R S Khanna, chairman, Kwality Limited, a leading dairy player with a portfolio of value-added dairy products, felt the move to boost productivity coupled with the target to achieve 100 per cent rural electrification by 2018 would mean higher consumption as well. “With better roads and power, rural demand for value-added dairy products is set to increase. As such the sector now accounts for nearly 70-75 per cent of the country’s cold-chain infrastructure. With power reaching villages, and options to install deep freezers, rural consumption of products like ice creams is set to rise,”Khanna said.
He said 50 per cent of India’s milk production remains in its villages, and of the remaining 50 per cent that is sold, the organised sector processes only 20 per cent.
Crisil said in its analysis that the organised channel would invest around Rs 15,000 crore by financial year 2018 to shore up capacity to around 105 mlpd, or a 40-per cent jump over FY15.
Finance Minister Arun Jaitely had also said on Monday that to make dairying more remunerative to farmers, four new projects would be taken up; first, the ‘Pashudhan Sanjivani’, an animal wellness programme and provision of Animal Health Cards (‘Nakul Swasthya Patra’); second, an advanced breeding technology; third, creation of ‘E-Pashudhan Haat’, an e market portal for connecting breeders and farmers; and fourth, a National Genomic Centre for indigenous breeds.
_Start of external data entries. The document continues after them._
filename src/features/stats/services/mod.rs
mod stats_service;

pub use stats_service::StatsService;
//! Modules layer - Infrastructure components for external integrations
//!
//! Contains clients and adapters for external services like storage, messaging, etc.

pub mod storage;
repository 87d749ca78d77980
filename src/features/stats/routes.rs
use axum::{routing::get, Router};
use std::sync::Arc;

use crate::features::stats::handlers;
use crate::features::stats::services::StatsService;

/// Create dashboard statistics routes
pub fn routes(stats_service: Arc<StatsService>) -> Router {
    Router::new()
        .route("/api/stats", get(handlers::get_stats))
        .with_state(stats_service)
}
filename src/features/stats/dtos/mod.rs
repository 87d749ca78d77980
mod stats_dto;

pub use stats_dto::*;
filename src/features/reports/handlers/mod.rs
pub mod report_handler;

pub use report_handler::*;
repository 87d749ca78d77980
pub mod config;
pub mod database;
pub mod error;
pub mod extractor;
pub mod middleware;
pub mod openapi;
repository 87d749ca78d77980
use axum::{routing::get, Router};

use crate::features::pages::handlers;

/// Create routes for the browser UI
pub fn routes() -> Router {
    Router::new().route("/", get(handlers::index))
}
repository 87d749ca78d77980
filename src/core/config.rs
use std::env;
use std::path::PathBuf;

#[derive(Debug, Clone)]
pub struct Config {
    pub app: AppConfig,
    pub database: DatabaseConfig,
    pub upload: UploadConfig,
    pub swagger: SwaggerConfig,
}

#[derive(Debug, Clone)]
pub struct AppConfig {
    pub host: String,
    pub port: u16,
    pub cors_allowed_origins: Vec<String>,
    /// Base used to build absolute image URLs (e.g. "https://reports.example.org")
    pub public_base_url: String,
}

#[derive(Debug, Clone)]
pub struct DatabaseConfig {
    pub url: String,
    pub max_connections: u32,
    pub acquire_timeout_secs: u64,
}

/// Where uploaded report photos live on disk
#[derive(Debug, Clone)]
pub struct UploadConfig {
    pub dir: PathBuf,
}

#[derive(Debug, Clone)]
pub struct SwaggerConfig {
    pub title: String,
    pub version: String,
    pub description: String,
}

impl Config {
    pub fn from_env() -> Result<Self, String> {
        // Load .env file if exists, ignore if not found (optional for production)
        if let Err(e) = dotenvy::dotenv() {
            if !e.to_string().contains("not found") {
                eprintln!("Warning: Error loading .env file: {}", e);
            }
        }

        Ok(Config {
            app: AppConfig::from_env()?,
            database: DatabaseConfig::from_env()?,
            upload: UploadConfig::from_env()?,
            swagger: SwaggerConfig::from_env()?,
        })
    }
}

impl AppConfig {
    pub fn from_env() -> Result<Self, String> {
        let host = env::var("HOST").unwrap_or_else(|_| "127.0.0.1".to_string());
        let port = env::var("PORT")
            .unwrap_or_else(|_| "5000".to_string())
            .parse::<u16>()
            .map_err(|e| format!("Invalid PORT: {}", e))?;

        // Parse CORS allowed origins from comma-separated string
        let cors_allowed_origins = env::var("CORS_ALLOWED_ORIGINS")
            .unwrap_or_else(|_| "*".to_string())
            .split(',')
            .map(|s| s.trim().to_string())
            .filter(|s| !s.is_empty())
            .collect();

        let public_base_url = env::var("PUBLIC_BASE_URL")
            .ok()
            .filter(|s| !s.is_empty())
            .unwrap_or_else(|| format!("http://{}:{}", host, port));

        Ok(Self {
            host,
            port,
            cors_allowed_origins,
            public_base_url: public_base_url.trim_end_matches('/').to_string(),
        })
    }

    pub fn server_address(&self) -> String {
        format!("{}:{}", self.host, self.port)
    }
}

impl DatabaseConfig {
    const DEFAULT_URL: &'static str = "sqlite://civic_reports.db";
    const DEFAULT_MAX_CONNECTIONS: u32 = 5;
    const DEFAULT_ACQUIRE_TIMEOUT_SECS: u64 = 5;

    pub fn from_env() -> Result<Self, String> {
        let url = env::var("DATABASE_URL").unwrap_or_else(|_| Self::DEFAULT_URL.to_string());

        let max_connections = env::var("DB_MAX_CONNECTIONS")
            .unwrap_or_else(|_| Self::DEFAULT_MAX_CONNECTIONS.to_string())
            .parse::<u32>()
            .map_err(|_| "DB_MAX_CONNECTIONS must be a valid number".to_string())?;

        let acquire_timeout_secs = env::var("DB_ACQUIRE_TIMEOUT_SECS")
            .unwrap_or_else(|_| Self::DEFAULT_ACQUIRE_TIMEOUT_SECS.to_string())
            .parse::<u64>()
            .map_err(|_| "DB_ACQUIRE_TIMEOUT_SECS must be a valid number".to_string())?;

        Ok(Self {
            url,
            max_connections,
            acquire_timeout_secs,
        })
    }
}

impl UploadConfig {
    const DEFAULT_DIR: &'static str = "static/uploads";

    pub fn from_env() -> Result<Self, String> {
        let dir = env::var("UPLOAD_DIR")
            .ok()
            .filter(|s| !s.trim().is_empty())
            .unwrap_or_else(|| Self::DEFAULT_DIR.to_string());

        Ok(Self {
            dir: PathBuf::from(dir),
        })
    }
}

impl SwaggerConfig {
    pub fn from_env() -> Result<Self, String> {
        let title = env::var("SWAGGER_TITLE").unwrap_or_else(|_| "Civic Reporter API".to_string());
        let version = env::var("SWAGGER_VERSION").unwrap_or_else(|_| "0.1.0".to_string());
        let description = env::var("SWAGGER_DESCRIPTION")
            .unwrap_or_else(|_| "API documentation for Civic Reporter".to_string());

        Ok(Self {
            title,
            version,
            description,
        })
    }
}
pub mod page_handler;

pub use page_handler::*;
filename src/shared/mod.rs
pub mod constants;
pub mod templates;
#[cfg(test)]
pub mod test_helpers;
pub mod time;
pub mod types;
pub mod validation;
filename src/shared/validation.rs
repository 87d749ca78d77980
use validator::ValidationErrors;

/// Pick the message of the first failing field, checking fields in `order`.
///
/// `ValidationErrors` keeps fields in a hash map, so callers that report a single
/// message need an explicit priority to stay deterministic.
pub fn first_error_message(errors: &ValidationErrors, order: &[&str]) -> String {
    let field_errors = errors.field_errors();

    order
        .iter()
        .filter_map(|field| field_errors.get(*field))
        .chain(field_errors.values())
        .flat_map(|errs| errs.iter())
        .find_map(|err| err.message.as_ref().map(|m| m.to_string()))
        .unwrap_or_else(|| errors.to_string())
}

#[cfg(test)]
mod tests {
    use super::*;
    use validator::Validate;

    #[derive(Validate)]
    struct Sample {
        #[validate(length(min = 1, message = "first is required"))]
        first: String,
        #[validate(length(min = 1, message = "second is required"))]
        second: String,
    }

    #[test]
    fn test_first_error_message_respects_order() {
        let sample = Sample {
            first: String::new(),
            second: String::new(),
        };
        let errors = sample.validate().unwrap_err();

        assert_eq!(
            first_error_message(&errors, &["first", "second"]),
            "first is required"
        );
        assert_eq!(
            first_error_message(&errors, &["second", "first"]),
            "second is required"
        );
    }

    #[test]
    fn test_first_error_message_falls_back_to_any_field() {
        let sample = Sample {
            first: "ok".to_string(),
            second: String::new(),
        };
        let errors = sample.validate().unwrap_err();

        assert_eq!(first_error_message(&errors, &[]), "second is required");
    }
}
use axum::http::HeaderValue;
use tower_http::cors::{AllowOrigin, Any, CorsLayer};
use tower_http::request_id::{MakeRequestId, RequestId};
use tracing::Span;
use uuid::Uuid;

/// Request ID generator using UUID v7 (time-ordered)
#[derive(Clone, Copy)]
pub struct MakeRequestUuid;

impl MakeRequestId for MakeRequestUuid {
    fn make_request_id<B>(&mut self, _request: &axum::http::Request<B>) -> Option<RequestId> {
        let id = Uuid::now_v7().to_string();
        HeaderValue::from_str(&id).ok().map(RequestId::new)
    }
}

/// Custom MakeSpan that includes request_id in the tracing span
#[derive(Clone, Debug)]
pub struct MakeSpanWithRequestId;

impl<B> tower_http::trace::MakeSpan<B> for MakeSpanWithRequestId {
    fn make_span(&mut self, request: &axum::http::Request<B>) -> Span {
        let request_id = request
            .headers()
            .get("x-request-id")
            .and_then(|v| v.to_str().ok())
            .unwrap_or("-");

        tracing::info_span!(
            "request",
            method = %request.method(),
            uri = %request.uri(),
            request_id = %request_id,
        )
    }
}

pub fn cors_layer(allowed_origins: Vec<String>) -> CorsLayer {
    let cors = CorsLayer::new().allow_methods(Any).allow_headers(Any);

    // If origins list contains "*", allow any origin
    if allowed_origins.iter().any(|o| o == "*") {
        cors.allow_origin(Any)
    } else {
        let origins: Vec<HeaderValue> = allowed_origins
            .iter()
            .filter_map(|o| o.parse().ok())
            .collect();
        cors.allow_origin(AllowOrigin::list(origins))
    }
}
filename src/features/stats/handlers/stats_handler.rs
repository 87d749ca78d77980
use axum::{extract::State, Json};
use std::sync::Arc;

use crate::core::error::AppError;
use crate::features::stats::dtos::StatsResponseDto;
use crate::features::stats::services::StatsService;
use crate::shared::types::ErrorResponse;

/// Get dashboard statistics
#[utoipa::path(
    get,
    path = "/api/stats",
    tag = "stats",
    responses(
        (status = 200, description = "Status counts and this week's daily histogram", body = StatsResponseDto),
        (status = 500, description = "Internal server error", body = ErrorResponse)
    )
)]
pub async fn get_stats(
    State(service): State<Arc<StatsService>>,
) -> Result<Json<StatsResponseDto>, AppError> {
    let stats = service.compute().await?;
    Ok(Json(stats))
}
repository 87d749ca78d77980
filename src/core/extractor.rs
use axum::{
    body::Body,
    extract::{
        multipart::MultipartRejection,
        rejection::{JsonRejection, PathRejection},
        FromRequest, FromRequestParts, Multipart, Path, Request,
    },
    http::{request::Parts, StatusCode},
    response::{IntoResponse, Response},
    Json,
};
use serde::de::DeserializeOwned;

use crate::core::error::AppError;
use crate::shared::constants::MAX_UPLOAD_SIZE_MB;

/// Custom JSON extractor that provides consistent error responses
pub struct AppJson<T>(pub T);

impl<T, S> FromRequest<S> for AppJson<T>
where
    T: DeserializeOwned,
    S: Send + Sync,
{
    type Rejection = AppJsonRejection;

    async fn from_request(req: Request<Body>, state: &S) -> Result<Self, Self::Rejection> {
        match Json::<T>::from_request(req, state).await {
            Ok(value) => Ok(Self(value.0)),
            Err(rejection) => Err(AppJsonRejection(rejection)),
        }
    }
}

pub struct AppJsonRejection(JsonRejection);

impl From<AppJsonRejection> for AppError {
    fn from(rejection: AppJsonRejection) -> Self {
        if rejection.0.status() == StatusCode::PAYLOAD_TOO_LARGE {
            return AppError::PayloadTooLarge("Request body too large".to_string());
        }

        let message = match rejection.0 {
            JsonRejection::JsonDataError(err) => format!("Invalid JSON data: {}", err),
            JsonRejection::JsonSyntaxError(err) => format!("Invalid JSON syntax: {}", err),
            JsonRejection::MissingJsonContentType(err) => {
                format!("Missing JSON content type: {}", err)
            }
            _ => "Failed to parse JSON body".to_string(),
        };

        AppError::BadRequest(message)
    }
}

impl IntoResponse for AppJsonRejection {
    fn into_response(self) -> Response {
        AppError::from(self).into_response()
    }
}

/// Path extractor that answers malformed ids with the JSON 404 body
pub struct AppPath<T>(pub T);

impl<T, S> FromRequestParts<S> for AppPath<T>
where
    T: DeserializeOwned + Send,
    S: Send + Sync,
{
    type Rejection = AppError;

    async fn from_request_parts(parts: &mut Parts, state: &S) -> Result<Self, Self::Rejection> {
        match Path::<T>::from_request_parts(parts, state).await {
            Ok(Path(value)) => Ok(Self(value)),
            Err(rejection) => {
                tracing::debug!("Rejected path parameters: {}", rejection);
                Err(path_rejection_error(rejection))
            }
        }
    }
}

fn path_rejection_error(rejection: PathRejection) -> AppError {
    match rejection {
        PathRejection::FailedToDeserializePathParams(_) => {
            AppError::NotFound("Resource not found".to_string())
        }
        other => AppError::Internal(other.body_text()),
    }
}

/// Multipart extractor whose rejection uses the JSON error body
pub struct AppMultipart(pub Multipart);

impl<S> FromRequest<S> for AppMultipart
where
    S: Send + Sync,
{
    type Rejection = AppError;

    async fn from_request(req: Request<Body>, state: &S) -> Result<Self, Self::Rejection> {
        Multipart::from_request(req, state)
            .await
            .map(Self)
            .map_err(multipart_rejection_error)
    }
}

fn multipart_rejection_error(rejection: MultipartRejection) -> AppError {
    AppError::BadRequest(format!("Invalid multipart request: {}", rejection.body_text()))
}

/// Map a failure while reading multipart data, recognising the body limit
pub fn multipart_read_error(err: axum::extract::multipart::MultipartError) -> AppError {
    if err.status() == StatusCode::PAYLOAD_TOO_LARGE {
        AppError::PayloadTooLarge(format!(
            "File too large. Maximum size is {}MB",
            MAX_UPLOAD_SIZE_MB
        ))
    } else {
        tracing::debug!("Failed to read multipart data: {}", err);
        AppError::BadRequest(format!("Failed to read multipart data: {}", err.body_text()))
    }
}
These projects will be implemented at a cost of Rs 850 crore over the next few years.
R S Sodhi, managing director of GCMMF said, "New measures will boost dairy productivity."
He said as such average productivity per animal per day in India was around four litres, which lower than countries like New Zealand and Australia, where it is around 20-25 litres per day per animal.
Sodhi further added that the move to connect breeders with farmers through an e-market would mean that the role of the middlemen was reduced, and in turn, would offer more value deals for farmers. "States like Gujarat are a big market for cattle, and breeders from Maharashtra and Punjab come here to sell cattle. The benefit goes to traders, but now, farmers are likely to benefit."
India ranks first in milk production, accounting for 18.5 per cent of world production, achieving an annual output of 146.3 mt during 2014-15 as compared to 137.69 mt during 2013-14, a growth of 6.26 per cent.